What you have to do
Copy each line of the entries below that contains the string "bottom".

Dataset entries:

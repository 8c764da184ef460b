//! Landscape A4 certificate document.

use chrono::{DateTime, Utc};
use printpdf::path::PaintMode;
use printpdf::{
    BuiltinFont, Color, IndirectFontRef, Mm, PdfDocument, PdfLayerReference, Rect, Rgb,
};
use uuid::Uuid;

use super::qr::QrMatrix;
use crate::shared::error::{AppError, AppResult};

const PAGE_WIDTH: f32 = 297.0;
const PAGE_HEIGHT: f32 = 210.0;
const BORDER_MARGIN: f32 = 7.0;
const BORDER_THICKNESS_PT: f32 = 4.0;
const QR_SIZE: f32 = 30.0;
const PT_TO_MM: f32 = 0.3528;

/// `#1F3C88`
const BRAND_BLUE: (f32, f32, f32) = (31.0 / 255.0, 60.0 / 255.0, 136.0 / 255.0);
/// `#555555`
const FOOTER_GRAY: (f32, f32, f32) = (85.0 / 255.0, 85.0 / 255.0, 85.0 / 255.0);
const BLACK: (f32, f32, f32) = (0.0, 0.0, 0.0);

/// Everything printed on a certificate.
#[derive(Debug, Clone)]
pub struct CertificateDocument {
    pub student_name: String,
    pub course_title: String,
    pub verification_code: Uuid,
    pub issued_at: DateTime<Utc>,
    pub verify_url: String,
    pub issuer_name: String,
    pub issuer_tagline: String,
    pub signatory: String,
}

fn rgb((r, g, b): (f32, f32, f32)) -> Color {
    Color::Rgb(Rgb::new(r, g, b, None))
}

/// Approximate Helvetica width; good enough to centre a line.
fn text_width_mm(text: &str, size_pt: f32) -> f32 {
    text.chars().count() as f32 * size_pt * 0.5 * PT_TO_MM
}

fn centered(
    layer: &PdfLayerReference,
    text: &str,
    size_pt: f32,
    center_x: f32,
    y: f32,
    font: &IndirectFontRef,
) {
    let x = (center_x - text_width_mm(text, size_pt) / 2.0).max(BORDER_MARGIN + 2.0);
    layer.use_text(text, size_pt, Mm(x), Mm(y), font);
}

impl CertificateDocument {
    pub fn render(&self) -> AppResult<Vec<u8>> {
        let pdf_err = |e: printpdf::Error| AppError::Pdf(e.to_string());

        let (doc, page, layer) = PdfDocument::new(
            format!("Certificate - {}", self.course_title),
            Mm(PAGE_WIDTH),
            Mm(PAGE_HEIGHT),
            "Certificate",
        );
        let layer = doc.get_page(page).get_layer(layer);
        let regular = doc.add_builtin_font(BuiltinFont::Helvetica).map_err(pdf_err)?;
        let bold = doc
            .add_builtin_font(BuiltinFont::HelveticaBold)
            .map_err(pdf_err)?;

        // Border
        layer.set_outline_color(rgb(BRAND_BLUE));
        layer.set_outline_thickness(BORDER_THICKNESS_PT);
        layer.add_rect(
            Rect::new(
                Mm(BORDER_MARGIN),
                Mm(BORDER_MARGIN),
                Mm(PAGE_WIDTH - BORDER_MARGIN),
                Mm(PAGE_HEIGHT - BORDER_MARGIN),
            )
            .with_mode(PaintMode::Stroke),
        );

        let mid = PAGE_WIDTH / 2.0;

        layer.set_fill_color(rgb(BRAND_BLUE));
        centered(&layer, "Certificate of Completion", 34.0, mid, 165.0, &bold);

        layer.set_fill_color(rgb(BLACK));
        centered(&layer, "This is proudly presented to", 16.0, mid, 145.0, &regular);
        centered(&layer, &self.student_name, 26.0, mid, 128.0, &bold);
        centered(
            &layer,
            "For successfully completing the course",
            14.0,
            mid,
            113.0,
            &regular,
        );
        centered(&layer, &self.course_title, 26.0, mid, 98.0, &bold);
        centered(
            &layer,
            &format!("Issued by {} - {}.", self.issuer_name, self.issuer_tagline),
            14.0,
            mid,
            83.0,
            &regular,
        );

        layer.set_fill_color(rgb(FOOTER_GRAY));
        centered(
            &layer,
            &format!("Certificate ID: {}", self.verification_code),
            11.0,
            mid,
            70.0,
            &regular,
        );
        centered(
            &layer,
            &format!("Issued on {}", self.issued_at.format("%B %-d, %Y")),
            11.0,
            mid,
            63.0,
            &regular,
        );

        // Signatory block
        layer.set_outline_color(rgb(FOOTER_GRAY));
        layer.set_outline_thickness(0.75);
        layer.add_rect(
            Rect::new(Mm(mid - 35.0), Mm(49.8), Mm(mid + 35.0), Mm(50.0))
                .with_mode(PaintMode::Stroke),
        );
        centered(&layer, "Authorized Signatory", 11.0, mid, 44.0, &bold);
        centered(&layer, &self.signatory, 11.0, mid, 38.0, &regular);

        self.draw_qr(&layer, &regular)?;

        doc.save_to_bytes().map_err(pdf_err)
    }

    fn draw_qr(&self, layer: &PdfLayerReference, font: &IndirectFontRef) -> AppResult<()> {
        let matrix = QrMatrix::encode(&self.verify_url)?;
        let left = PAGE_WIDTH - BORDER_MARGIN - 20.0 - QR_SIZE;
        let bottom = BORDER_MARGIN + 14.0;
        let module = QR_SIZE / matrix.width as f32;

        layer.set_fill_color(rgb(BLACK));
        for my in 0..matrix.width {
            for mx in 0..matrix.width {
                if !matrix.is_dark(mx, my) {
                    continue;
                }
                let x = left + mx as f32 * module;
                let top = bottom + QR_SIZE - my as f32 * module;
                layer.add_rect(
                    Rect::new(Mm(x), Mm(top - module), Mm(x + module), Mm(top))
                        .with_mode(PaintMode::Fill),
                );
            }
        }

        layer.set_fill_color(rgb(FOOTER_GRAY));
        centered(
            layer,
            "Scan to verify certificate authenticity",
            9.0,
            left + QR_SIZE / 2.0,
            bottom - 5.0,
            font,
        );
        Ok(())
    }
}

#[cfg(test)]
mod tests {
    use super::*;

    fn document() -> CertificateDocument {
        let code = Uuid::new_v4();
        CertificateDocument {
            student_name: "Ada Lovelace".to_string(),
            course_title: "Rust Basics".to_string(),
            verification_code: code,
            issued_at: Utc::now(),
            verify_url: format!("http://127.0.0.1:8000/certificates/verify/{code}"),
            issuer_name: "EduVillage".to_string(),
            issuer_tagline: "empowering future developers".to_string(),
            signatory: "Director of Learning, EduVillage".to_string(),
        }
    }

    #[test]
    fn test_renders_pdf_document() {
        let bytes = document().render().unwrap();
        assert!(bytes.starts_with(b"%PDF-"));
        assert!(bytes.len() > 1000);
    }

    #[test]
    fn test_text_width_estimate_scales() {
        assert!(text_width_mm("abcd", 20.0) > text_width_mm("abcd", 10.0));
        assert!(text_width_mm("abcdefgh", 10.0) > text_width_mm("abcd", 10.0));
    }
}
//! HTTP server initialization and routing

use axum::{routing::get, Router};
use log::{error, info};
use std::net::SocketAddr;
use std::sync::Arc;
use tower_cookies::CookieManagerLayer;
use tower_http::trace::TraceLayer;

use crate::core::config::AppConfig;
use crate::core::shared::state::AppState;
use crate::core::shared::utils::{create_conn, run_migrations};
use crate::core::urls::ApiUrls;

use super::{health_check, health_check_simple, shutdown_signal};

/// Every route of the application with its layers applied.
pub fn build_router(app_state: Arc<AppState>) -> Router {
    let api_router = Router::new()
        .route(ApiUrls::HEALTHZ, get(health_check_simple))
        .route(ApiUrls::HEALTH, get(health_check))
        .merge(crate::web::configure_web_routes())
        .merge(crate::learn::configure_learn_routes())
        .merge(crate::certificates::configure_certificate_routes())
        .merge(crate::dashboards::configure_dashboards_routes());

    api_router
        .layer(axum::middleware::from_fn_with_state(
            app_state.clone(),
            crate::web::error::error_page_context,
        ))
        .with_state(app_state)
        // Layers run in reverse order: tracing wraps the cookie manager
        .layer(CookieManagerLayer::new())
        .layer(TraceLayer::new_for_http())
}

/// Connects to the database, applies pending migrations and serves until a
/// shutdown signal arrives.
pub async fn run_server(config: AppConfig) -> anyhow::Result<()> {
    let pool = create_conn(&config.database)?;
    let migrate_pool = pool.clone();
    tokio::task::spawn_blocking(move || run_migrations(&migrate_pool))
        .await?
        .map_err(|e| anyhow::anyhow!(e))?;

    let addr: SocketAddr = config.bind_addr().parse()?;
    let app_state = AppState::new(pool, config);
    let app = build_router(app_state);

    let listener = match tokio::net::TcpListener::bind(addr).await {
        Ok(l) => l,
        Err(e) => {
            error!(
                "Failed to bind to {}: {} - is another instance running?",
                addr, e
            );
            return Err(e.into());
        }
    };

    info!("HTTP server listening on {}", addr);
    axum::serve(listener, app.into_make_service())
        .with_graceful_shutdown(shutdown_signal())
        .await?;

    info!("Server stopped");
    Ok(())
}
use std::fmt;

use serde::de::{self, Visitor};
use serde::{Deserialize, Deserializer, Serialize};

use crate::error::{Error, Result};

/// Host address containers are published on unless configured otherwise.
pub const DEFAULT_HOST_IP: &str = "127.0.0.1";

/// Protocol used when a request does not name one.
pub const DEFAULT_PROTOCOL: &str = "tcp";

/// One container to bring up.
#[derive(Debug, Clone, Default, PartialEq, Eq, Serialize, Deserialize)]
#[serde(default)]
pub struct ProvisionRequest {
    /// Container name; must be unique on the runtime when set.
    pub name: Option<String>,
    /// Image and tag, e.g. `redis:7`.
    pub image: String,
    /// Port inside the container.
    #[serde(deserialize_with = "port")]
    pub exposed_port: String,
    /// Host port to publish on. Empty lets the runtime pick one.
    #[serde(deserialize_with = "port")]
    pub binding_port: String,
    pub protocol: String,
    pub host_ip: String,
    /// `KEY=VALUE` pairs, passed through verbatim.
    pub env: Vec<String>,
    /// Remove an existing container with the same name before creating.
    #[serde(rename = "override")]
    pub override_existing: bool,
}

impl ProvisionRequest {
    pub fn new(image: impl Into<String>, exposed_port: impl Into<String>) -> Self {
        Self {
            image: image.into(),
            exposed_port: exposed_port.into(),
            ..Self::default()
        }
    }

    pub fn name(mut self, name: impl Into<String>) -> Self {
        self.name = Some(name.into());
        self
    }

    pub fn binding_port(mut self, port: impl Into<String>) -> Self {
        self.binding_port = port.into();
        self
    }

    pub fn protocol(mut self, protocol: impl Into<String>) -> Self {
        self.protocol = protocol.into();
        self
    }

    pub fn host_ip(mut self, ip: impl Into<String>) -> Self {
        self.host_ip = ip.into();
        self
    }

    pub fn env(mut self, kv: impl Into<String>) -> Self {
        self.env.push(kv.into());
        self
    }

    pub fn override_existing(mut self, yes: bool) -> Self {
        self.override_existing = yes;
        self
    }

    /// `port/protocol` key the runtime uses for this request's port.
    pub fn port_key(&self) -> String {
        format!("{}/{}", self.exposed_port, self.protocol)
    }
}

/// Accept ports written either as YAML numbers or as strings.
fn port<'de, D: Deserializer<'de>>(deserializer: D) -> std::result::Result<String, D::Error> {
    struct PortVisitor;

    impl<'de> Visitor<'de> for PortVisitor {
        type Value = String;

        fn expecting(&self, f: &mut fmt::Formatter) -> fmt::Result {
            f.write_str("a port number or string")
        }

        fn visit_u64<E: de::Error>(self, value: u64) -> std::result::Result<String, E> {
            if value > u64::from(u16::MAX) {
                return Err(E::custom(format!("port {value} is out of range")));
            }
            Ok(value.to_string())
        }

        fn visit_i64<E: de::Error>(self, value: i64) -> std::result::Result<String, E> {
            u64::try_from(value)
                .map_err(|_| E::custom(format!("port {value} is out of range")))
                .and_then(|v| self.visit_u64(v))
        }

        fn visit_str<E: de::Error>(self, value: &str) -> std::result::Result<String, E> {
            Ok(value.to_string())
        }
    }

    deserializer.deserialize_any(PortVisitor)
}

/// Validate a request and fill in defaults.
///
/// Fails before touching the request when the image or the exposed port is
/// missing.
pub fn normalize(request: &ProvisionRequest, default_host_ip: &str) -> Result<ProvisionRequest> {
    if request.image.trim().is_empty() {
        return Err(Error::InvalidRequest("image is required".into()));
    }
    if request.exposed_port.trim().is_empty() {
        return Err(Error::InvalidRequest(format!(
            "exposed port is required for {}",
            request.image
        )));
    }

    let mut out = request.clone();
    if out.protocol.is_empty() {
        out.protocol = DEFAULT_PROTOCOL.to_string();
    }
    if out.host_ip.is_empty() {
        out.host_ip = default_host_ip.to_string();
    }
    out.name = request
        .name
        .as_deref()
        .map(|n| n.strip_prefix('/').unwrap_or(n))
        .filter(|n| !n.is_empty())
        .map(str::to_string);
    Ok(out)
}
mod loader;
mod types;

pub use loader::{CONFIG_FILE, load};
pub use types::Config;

Reply to the exercise
        let bottom = BORDER_MARGIN + 14.0;
                let top = bottom + QR_SIZE - my as f32 * module;
            bottom - 5.0,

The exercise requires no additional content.